EXERCISE BRIEF: Report each line from the records where the string "cloned" turns up.

Collected data
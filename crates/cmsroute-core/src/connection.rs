//! Connection pool abstraction
//!
//! Tables never open connections themselves; they ask a [`ConnectionPool`]
//! for the handle registered under a datasource name.

use serde::{Deserialize, Serialize};
use std::collections::BTreeMap;
use std::fmt;
use std::sync::{Arc, RwLock};

use crate::Result;
use crate::error::ConnectionError;

/// Datasource settings, one entry of the `datasources` section
#[derive(Debug, Clone, PartialEq, Eq, Serialize, Deserialize)]
pub struct DatasourceConfig {
    /// Connection URL, e.g. `mysql://user@host/wordpress`
    pub url: String,

    #[serde(default, skip_serializing_if = "Option::is_none")]
    pub driver: Option<String>,
}

impl DatasourceConfig {
    pub fn new(url: impl Into<String>) -> Self {
        Self {
            url: url.into(),
            driver: None,
        }
    }

    /// Driver name, taken from the URL scheme when not set explicitly
    pub fn driver(&self) -> &str {
        self.driver
            .as_deref()
            .or_else(|| self.url.split_once("://").map(|(scheme, _)| scheme))
            .unwrap_or("unknown")
    }
}

/// A registered connection
#[derive(Debug, PartialEq, Eq)]
pub struct Connection {
    name: String,
    config: DatasourceConfig,
}

impl Connection {
    pub fn name(&self) -> &str {
        &self.name
    }

    pub fn config(&self) -> &DatasourceConfig {
        &self.config
    }
}

impl fmt::Display for Connection {
    fn fmt(&self, f: &mut fmt::Formatter<'_>) -> fmt::Result {
        write!(f, "{} ({})", self.name, self.config.driver())
    }
}

pub type ConnectionHandle = Arc<Connection>;

/// Source of connection handles
pub trait ConnectionPool: Send + Sync {
    /// Get the connection registered under `datasource`
    ///
    /// # Errors
    /// - `ConnectionError::MissingDatasource` if nothing is registered under that name
    fn get_connection(&self, datasource: &str) -> Result<ConnectionHandle>;
}

/// In-process connection registry
#[derive(Debug, Default)]
pub struct ConnectionManager {
    connections: RwLock<BTreeMap<String, ConnectionHandle>>,
}

impl ConnectionManager {
    pub fn new() -> Self {
        Self::default()
    }

    /// Build a manager from a `datasources` mapping (name → settings)
    pub fn from_config(datasources: &serde_json::Value) -> Result<Self> {
        let configs: BTreeMap<String, DatasourceConfig> =
            serde_json::from_value(datasources.clone())?;

        let manager = Self::new();
        for (name, config) in configs {
            manager.register(name, config)?;
        }
        Ok(manager)
    }

    /// Register (or replace) a datasource
    pub fn register(&self, name: impl Into<String>, config: DatasourceConfig) -> Result<()> {
        let name = name.into();
        if name.trim().is_empty() || config.url.trim().is_empty() {
            return Err(ConnectionError::InvalidDatasource {
                reason: "name and url must not be empty".to_string(),
                name,
            }
            .into());
        }

        let connection = Arc::new(Connection {
            name: name.clone(),
            config,
        });
        self.connections
            .write()
            .unwrap_or_else(|poisoned| poisoned.into_inner())
            .insert(name, connection);
        Ok(())
    }

    /// Registered datasource names, sorted
    pub fn names(&self) -> Vec<String> {
        self.connections
            .read()
            .unwrap_or_else(|poisoned| poisoned.into_inner())
            .keys()
            .cloned()
            .collect()
    }
}

impl ConnectionPool for ConnectionManager {
    fn get_connection(&self, datasource: &str) -> Result<ConnectionHandle> {
        let connections = self
            .connections
            .read()
            .unwrap_or_else(|poisoned| poisoned.into_inner());

        connections.get(datasource).cloned().ok_or_else(|| {
            ConnectionError::MissingDatasource {
                name: datasource.to_string(),
                available: connections.keys().cloned().collect(),
            }
            .into()
        })
    }
}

ANSWER AREA:
            .cloned()
        connections.get(datasource).cloned().ok_or_else(|| {
                available: connections.keys().cloned().collect(),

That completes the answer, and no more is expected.